WHAT TO DO: Copy the data exactly. No line may be skipped.

INPUT RECORDS:
──────────

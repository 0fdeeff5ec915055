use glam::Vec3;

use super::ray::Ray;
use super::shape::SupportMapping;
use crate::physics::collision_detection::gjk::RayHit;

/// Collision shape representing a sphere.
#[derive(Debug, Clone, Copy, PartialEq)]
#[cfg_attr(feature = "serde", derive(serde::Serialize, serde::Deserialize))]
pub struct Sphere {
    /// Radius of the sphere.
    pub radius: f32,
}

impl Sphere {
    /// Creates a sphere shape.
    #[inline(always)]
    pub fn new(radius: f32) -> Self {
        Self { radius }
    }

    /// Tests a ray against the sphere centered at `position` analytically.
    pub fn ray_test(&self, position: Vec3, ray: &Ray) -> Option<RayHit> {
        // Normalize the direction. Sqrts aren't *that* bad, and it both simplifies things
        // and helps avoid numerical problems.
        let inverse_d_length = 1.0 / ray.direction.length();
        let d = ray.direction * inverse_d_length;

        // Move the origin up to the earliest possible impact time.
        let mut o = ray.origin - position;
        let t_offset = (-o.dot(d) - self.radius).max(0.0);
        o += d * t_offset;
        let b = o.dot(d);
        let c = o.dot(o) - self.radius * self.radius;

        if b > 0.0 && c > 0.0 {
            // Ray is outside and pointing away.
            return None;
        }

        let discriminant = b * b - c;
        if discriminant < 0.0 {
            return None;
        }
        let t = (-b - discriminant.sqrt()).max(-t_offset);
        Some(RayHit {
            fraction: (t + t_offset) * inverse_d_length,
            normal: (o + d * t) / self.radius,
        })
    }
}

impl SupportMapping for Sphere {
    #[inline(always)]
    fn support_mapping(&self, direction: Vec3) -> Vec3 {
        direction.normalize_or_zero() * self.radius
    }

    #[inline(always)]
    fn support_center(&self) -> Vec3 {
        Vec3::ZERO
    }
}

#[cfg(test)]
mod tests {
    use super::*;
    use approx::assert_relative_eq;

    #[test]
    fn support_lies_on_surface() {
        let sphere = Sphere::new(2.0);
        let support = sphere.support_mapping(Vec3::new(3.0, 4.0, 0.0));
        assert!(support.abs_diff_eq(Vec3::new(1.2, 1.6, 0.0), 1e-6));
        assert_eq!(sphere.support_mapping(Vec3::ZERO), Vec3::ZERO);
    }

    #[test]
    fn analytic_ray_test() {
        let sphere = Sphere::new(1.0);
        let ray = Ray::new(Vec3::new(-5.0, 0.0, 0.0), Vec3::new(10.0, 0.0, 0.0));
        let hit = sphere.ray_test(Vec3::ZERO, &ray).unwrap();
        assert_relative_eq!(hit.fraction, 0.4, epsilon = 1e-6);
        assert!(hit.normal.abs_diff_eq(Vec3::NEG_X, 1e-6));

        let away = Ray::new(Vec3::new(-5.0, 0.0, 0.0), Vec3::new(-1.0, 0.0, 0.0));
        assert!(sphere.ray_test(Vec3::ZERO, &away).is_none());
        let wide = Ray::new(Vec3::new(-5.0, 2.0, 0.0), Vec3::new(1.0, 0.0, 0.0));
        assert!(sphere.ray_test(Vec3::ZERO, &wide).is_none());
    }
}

──────────

YOUR SOLUTION:
repository 0fdeeff5ec915055
use glam::Vec3;

use super::ray::Ray;
use super::shape::SupportMapping;
use crate::physics::collision_detection::gjk::RayHit;

/// Collision shape representing a sphere.
#[derive(Debug, Clone, Copy, PartialEq)]
#[cfg_attr(feature = "serde", derive(serde::Serialize, serde::Deserialize))]
pub struct Sphere {
    /// Radius of the sphere.
    pub radius: f32,
}

impl Sphere {
    /// Creates a sphere shape.
    #[inline(always)]
    pub fn new(radius: f32) -> Self {
        Self { radius }
    }

    /// Tests a ray against the sphere centered at `position` analytically.
    pub fn ray_test(&self, position: Vec3, ray: &Ray) -> Option<RayHit> {
        // Normalize the direction. Sqrts aren't *that* bad, and it both simplifies things
        // and helps avoid numerical problems.
        let inverse_d_length = 1.0 / ray.direction.length();
        let d = ray.direction * inverse_d_length;

        // Move the origin up to the earliest possible impact time.
        let mut o = ray.origin - position;
        let t_offset = (-o.dot(d) - self.radius).max(0.0);
        o += d * t_offset;
        let b = o.dot(d);
        let c = o.dot(o) - self.radius * self.radius;

        if b > 0.0 && c > 0.0 {
            // Ray is outside and pointing away.
            return None;
        }

        let discriminant = b * b - c;
        if discriminant < 0.0 {
            return None;
        }
        let t = (-b - discriminant.sqrt()).max(-t_offset);
        Some(RayHit {
            fraction: (t + t_offset) * inverse_d_length,
            normal: (o + d * t) / self.radius,
        })
    }
}

impl SupportMapping for Sphere {
    #[inline(always)]
    fn support_mapping(&self, direction: Vec3) -> Vec3 {
        direction.normalize_or_zero() * self.radius
    }

    #[inline(always)]
    fn support_center(&self) -> Vec3 {
        Vec3::ZERO
    }
}

#[cfg(test)]
mod tests {
    use super::*;
    use approx::assert_relative_eq;

    #[test]
    fn support_lies_on_surface() {
        let sphere = Sphere::new(2.0);
        let support = sphere.support_mapping(Vec3::new(3.0, 4.0, 0.0));
        assert!(support.abs_diff_eq(Vec3::new(1.2, 1.6, 0.0), 1e-6));
        assert_eq!(sphere.support_mapping(Vec3::ZERO), Vec3::ZERO);
    }

    #[test]
    fn analytic_ray_test() {
        let sphere = Sphere::new(1.0);
        let ray = Ray::new(Vec3::new(-5.0, 0.0, 0.0), Vec3::new(10.0, 0.0, 0.0));
        let hit = sphere.ray_test(Vec3::ZERO, &ray).unwrap();
        assert_relative_eq!(hit.fraction, 0.4, epsilon = 1e-6);
        assert!(hit.normal.abs_diff_eq(Vec3::NEG_X, 1e-6));

        let away = Ray::new(Vec3::new(-5.0, 0.0, 0.0), Vec3::new(-1.0, 0.0, 0.0));
        assert!(sphere.ray_test(Vec3::ZERO, &away).is_none());
        let wide = Ray::new(Vec3::new(-5.0, 2.0, 0.0), Vec3::new(1.0, 0.0, 0.0));
        assert!(sphere.ray_test(Vec3::ZERO, &wide).is_none());
    }
}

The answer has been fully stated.